----- Data provided -----
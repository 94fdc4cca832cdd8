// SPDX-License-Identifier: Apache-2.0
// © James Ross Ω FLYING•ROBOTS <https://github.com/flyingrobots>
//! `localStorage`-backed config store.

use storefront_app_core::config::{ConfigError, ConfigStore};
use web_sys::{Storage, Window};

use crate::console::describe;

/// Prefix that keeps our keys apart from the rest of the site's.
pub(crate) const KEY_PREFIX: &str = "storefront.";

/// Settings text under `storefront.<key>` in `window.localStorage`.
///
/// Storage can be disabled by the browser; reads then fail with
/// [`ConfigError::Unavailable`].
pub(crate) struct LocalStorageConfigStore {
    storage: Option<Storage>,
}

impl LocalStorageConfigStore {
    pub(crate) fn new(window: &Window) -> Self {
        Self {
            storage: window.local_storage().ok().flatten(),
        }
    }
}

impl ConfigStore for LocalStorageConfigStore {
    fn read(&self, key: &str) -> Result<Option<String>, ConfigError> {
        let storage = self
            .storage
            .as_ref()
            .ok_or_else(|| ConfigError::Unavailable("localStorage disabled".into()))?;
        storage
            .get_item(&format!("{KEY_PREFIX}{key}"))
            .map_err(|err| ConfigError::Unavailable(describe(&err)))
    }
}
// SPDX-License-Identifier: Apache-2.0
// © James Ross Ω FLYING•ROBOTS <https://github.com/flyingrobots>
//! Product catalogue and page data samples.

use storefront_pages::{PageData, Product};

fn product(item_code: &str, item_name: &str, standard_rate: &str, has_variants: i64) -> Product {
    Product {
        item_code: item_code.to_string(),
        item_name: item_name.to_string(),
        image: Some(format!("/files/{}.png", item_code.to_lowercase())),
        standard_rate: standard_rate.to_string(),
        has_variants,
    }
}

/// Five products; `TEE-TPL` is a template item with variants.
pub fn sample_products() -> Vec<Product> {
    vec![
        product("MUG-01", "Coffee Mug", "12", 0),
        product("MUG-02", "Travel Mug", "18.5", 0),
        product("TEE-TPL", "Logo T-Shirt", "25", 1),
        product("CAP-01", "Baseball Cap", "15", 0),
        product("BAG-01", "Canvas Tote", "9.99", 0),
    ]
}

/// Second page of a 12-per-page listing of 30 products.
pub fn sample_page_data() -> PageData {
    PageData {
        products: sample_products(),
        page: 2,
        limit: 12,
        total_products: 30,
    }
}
-----
----- Data provided -----
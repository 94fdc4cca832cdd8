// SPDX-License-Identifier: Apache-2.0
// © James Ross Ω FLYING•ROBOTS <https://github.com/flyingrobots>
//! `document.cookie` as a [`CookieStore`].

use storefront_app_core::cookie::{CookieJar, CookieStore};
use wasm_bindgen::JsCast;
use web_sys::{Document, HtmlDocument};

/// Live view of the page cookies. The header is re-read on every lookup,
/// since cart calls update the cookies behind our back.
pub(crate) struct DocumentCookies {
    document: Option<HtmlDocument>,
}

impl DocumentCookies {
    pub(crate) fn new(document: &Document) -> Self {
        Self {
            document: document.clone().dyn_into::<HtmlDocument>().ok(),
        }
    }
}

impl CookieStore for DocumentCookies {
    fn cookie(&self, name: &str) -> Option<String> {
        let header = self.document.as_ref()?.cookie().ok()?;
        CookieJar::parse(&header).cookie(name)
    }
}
-----
> [Exercise prompt]
Looking through the data above, copy out each line in which the string "impl" occurs.

> [Final answer]
impl LocalStorageConfigStore {
impl ConfigStore for LocalStorageConfigStore {
impl DocumentCookies {
impl CookieStore for DocumentCookies {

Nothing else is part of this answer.